[Data for this task]
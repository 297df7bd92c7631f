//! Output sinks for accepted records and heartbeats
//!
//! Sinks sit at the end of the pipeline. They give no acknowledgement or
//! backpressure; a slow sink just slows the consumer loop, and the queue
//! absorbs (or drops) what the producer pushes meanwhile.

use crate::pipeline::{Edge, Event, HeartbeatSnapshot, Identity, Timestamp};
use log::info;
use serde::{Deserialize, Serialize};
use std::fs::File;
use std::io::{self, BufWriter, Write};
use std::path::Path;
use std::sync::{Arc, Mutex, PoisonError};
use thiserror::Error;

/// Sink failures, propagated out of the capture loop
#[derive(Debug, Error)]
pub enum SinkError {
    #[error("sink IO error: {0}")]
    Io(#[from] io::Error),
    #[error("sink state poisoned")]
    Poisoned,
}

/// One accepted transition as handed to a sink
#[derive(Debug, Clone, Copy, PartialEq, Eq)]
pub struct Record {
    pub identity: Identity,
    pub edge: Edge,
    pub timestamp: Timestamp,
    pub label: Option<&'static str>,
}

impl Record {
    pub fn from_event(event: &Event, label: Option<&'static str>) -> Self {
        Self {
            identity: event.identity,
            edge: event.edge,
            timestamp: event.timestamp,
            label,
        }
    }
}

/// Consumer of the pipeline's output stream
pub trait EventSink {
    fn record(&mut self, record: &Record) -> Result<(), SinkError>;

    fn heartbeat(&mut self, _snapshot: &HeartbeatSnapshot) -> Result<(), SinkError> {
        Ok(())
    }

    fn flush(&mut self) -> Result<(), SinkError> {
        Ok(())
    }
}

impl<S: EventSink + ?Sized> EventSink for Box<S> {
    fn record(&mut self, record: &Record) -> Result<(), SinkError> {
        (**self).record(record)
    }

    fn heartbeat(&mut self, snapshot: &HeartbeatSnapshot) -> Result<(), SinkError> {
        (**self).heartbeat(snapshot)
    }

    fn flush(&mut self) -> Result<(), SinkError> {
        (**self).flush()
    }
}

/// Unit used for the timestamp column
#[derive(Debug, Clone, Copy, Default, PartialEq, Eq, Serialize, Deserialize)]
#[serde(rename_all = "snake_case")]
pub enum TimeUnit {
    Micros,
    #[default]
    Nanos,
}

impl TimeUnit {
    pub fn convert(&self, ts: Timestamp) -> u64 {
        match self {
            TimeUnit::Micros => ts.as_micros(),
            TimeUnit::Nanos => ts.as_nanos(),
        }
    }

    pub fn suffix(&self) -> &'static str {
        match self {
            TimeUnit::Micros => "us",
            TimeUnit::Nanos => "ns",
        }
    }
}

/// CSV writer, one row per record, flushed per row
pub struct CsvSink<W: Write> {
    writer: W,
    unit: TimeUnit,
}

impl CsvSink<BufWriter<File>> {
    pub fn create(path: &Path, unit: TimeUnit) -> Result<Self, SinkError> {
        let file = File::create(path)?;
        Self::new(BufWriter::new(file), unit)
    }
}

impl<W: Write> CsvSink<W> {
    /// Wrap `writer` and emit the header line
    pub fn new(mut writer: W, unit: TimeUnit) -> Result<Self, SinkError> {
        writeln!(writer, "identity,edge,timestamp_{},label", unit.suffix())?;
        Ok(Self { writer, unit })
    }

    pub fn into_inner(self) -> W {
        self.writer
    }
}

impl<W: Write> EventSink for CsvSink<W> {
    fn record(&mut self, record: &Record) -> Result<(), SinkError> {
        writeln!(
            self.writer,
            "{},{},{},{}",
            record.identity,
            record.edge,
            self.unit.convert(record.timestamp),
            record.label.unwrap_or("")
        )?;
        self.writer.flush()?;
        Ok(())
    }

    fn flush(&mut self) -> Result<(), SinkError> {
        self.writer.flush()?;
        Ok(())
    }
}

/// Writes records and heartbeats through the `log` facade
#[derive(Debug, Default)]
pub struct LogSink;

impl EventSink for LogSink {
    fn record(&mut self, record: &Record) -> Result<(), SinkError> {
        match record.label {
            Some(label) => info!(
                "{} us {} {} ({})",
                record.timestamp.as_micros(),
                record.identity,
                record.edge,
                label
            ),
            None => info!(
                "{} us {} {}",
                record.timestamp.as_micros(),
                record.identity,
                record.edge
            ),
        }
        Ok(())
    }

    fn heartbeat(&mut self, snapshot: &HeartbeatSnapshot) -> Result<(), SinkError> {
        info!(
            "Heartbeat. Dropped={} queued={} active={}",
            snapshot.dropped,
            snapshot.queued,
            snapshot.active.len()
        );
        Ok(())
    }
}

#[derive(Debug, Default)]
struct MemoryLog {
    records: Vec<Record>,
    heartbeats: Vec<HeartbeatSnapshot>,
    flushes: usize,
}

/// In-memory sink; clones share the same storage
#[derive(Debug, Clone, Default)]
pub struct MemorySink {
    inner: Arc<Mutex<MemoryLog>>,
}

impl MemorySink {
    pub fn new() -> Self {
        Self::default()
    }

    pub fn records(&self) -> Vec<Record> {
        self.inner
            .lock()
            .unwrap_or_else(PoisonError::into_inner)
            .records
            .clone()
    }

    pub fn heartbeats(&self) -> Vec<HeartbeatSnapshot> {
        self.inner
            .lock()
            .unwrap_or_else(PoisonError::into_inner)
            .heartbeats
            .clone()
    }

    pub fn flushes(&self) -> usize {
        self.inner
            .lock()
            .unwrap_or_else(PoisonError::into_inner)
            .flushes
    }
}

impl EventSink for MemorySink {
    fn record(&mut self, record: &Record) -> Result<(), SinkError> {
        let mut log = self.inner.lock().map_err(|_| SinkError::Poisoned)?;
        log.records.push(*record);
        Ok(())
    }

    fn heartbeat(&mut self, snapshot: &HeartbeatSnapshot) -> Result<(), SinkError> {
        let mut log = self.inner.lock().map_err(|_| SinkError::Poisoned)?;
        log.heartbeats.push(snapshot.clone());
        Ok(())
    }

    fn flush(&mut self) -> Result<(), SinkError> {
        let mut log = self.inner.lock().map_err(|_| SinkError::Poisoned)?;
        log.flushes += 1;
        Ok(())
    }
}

[Brief] Write the material out once more, exactly.

[Solution]
repository 297df7bd92c7631f
//! Output sinks for accepted records and heartbeats
//!
//! Sinks sit at the end of the pipeline. They give no acknowledgement or
//! backpressure; a slow sink just slows the consumer loop, and the queue
//! absorbs (or drops) what the producer pushes meanwhile.

use crate::pipeline::{Edge, Event, HeartbeatSnapshot, Identity, Timestamp};
use log::info;
use serde::{Deserialize, Serialize};
use std::fs::File;
use std::io::{self, BufWriter, Write};
use std::path::Path;
use std::sync::{Arc, Mutex, PoisonError};
use thiserror::Error;

/// Sink failures, propagated out of the capture loop
#[derive(Debug, Error)]
pub enum SinkError {
    #[error("sink IO error: {0}")]
    Io(#[from] io::Error),
    #[error("sink state poisoned")]
    Poisoned,
}

/// One accepted transition as handed to a sink
#[derive(Debug, Clone, Copy, PartialEq, Eq)]
pub struct Record {
    pub identity: Identity,
    pub edge: Edge,
    pub timestamp: Timestamp,
    pub label: Option<&'static str>,
}

impl Record {
    pub fn from_event(event: &Event, label: Option<&'static str>) -> Self {
        Self {
            identity: event.identity,
            edge: event.edge,
            timestamp: event.timestamp,
            label,
        }
    }
}

/// Consumer of the pipeline's output stream
pub trait EventSink {
    fn record(&mut self, record: &Record) -> Result<(), SinkError>;

    fn heartbeat(&mut self, _snapshot: &HeartbeatSnapshot) -> Result<(), SinkError> {
        Ok(())
    }

    fn flush(&mut self) -> Result<(), SinkError> {
        Ok(())
    }
}

impl<S: EventSink + ?Sized> EventSink for Box<S> {
    fn record(&mut self, record: &Record) -> Result<(), SinkError> {
        (**self).record(record)
    }

    fn heartbeat(&mut self, snapshot: &HeartbeatSnapshot) -> Result<(), SinkError> {
        (**self).heartbeat(snapshot)
    }

    fn flush(&mut self) -> Result<(), SinkError> {
        (**self).flush()
    }
}

/// Unit used for the timestamp column
#[derive(Debug, Clone, Copy, Default, PartialEq, Eq, Serialize, Deserialize)]
#[serde(rename_all = "snake_case")]
pub enum TimeUnit {
    Micros,
    #[default]
    Nanos,
}

impl TimeUnit {
    pub fn convert(&self, ts: Timestamp) -> u64 {
        match self {
            TimeUnit::Micros => ts.as_micros(),
            TimeUnit::Nanos => ts.as_nanos(),
        }
    }

    pub fn suffix(&self) -> &'static str {
        match self {
            TimeUnit::Micros => "us",
            TimeUnit::Nanos => "ns",
        }
    }
}

/// CSV writer, one row per record, flushed per row
pub struct CsvSink<W: Write> {
    writer: W,
    unit: TimeUnit,
}

impl CsvSink<BufWriter<File>> {
    pub fn create(path: &Path, unit: TimeUnit) -> Result<Self, SinkError> {
        let file = File::create(path)?;
        Self::new(BufWriter::new(file), unit)
    }
}

impl<W: Write> CsvSink<W> {
    /// Wrap `writer` and emit the header line
    pub fn new(mut writer: W, unit: TimeUnit) -> Result<Self, SinkError> {
        writeln!(writer, "identity,edge,timestamp_{},label", unit.suffix())?;
        Ok(Self { writer, unit })
    }

    pub fn into_inner(self) -> W {
        self.writer
    }
}

impl<W: Write> EventSink for CsvSink<W> {
    fn record(&mut self, record: &Record) -> Result<(), SinkError> {
        writeln!(
            self.writer,
            "{},{},{},{}",
            record.identity,
            record.edge,
            self.unit.convert(record.timestamp),
            record.label.unwrap_or("")
        )?;
        self.writer.flush()?;
        Ok(())
    }

    fn flush(&mut self) -> Result<(), SinkError> {
        self.writer.flush()?;
        Ok(())
    }
}

/// Writes records and heartbeats through the `log` facade
#[derive(Debug, Default)]
pub struct LogSink;

impl EventSink for LogSink {
    fn record(&mut self, record: &Record) -> Result<(), SinkError> {
        match record.label {
            Some(label) => info!(
                "{} us {} {} ({})",
                record.timestamp.as_micros(),
                record.identity,
                record.edge,
                label
            ),
            None => info!(
                "{} us {} {}",
                record.timestamp.as_micros(),
                record.identity,
                record.edge
            ),
        }
        Ok(())
    }

    fn heartbeat(&mut self, snapshot: &HeartbeatSnapshot) -> Result<(), SinkError> {
        info!(
            "Heartbeat. Dropped={} queued={} active={}",
            snapshot.dropped,
            snapshot.queued,
            snapshot.active.len()
        );
        Ok(())
    }
}

#[derive(Debug, Default)]
struct MemoryLog {
    records: Vec<Record>,
    heartbeats: Vec<HeartbeatSnapshot>,
    flushes: usize,
}

/// In-memory sink; clones share the same storage
#[derive(Debug, Clone, Default)]
pub struct MemorySink {
    inner: Arc<Mutex<MemoryLog>>,
}

impl MemorySink {
    pub fn new() -> Self {
        Self::default()
    }

    pub fn records(&self) -> Vec<Record> {
        self.inner
            .lock()
            .unwrap_or_else(PoisonError::into_inner)
            .records
            .clone()
    }

    pub fn heartbeats(&self) -> Vec<HeartbeatSnapshot> {
        self.inner
            .lock()
            .unwrap_or_else(PoisonError::into_inner)
            .heartbeats
            .clone()
    }

    pub fn flushes(&self) -> usize {
        self.inner
            .lock()
            .unwrap_or_else(PoisonError::into_inner)
            .flushes
    }
}

impl EventSink for MemorySink {
    fn record(&mut self, record: &Record) -> Result<(), SinkError> {
        let mut log = self.inner.lock().map_err(|_| SinkError::Poisoned)?;
        log.records.push(*record);
        Ok(())
    }

    fn heartbeat(&mut self, snapshot: &HeartbeatSnapshot) -> Result<(), SinkError> {
        let mut log = self.inner.lock().map_err(|_| SinkError::Poisoned)?;
        log.heartbeats.push(snapshot.clone());
        Ok(())
    }

    fn flush(&mut self) -> Result<(), SinkError> {
        let mut log = self.inner.lock().map_err(|_| SinkError::Poisoned)?;
        log.flushes += 1;
        Ok(())
    }
}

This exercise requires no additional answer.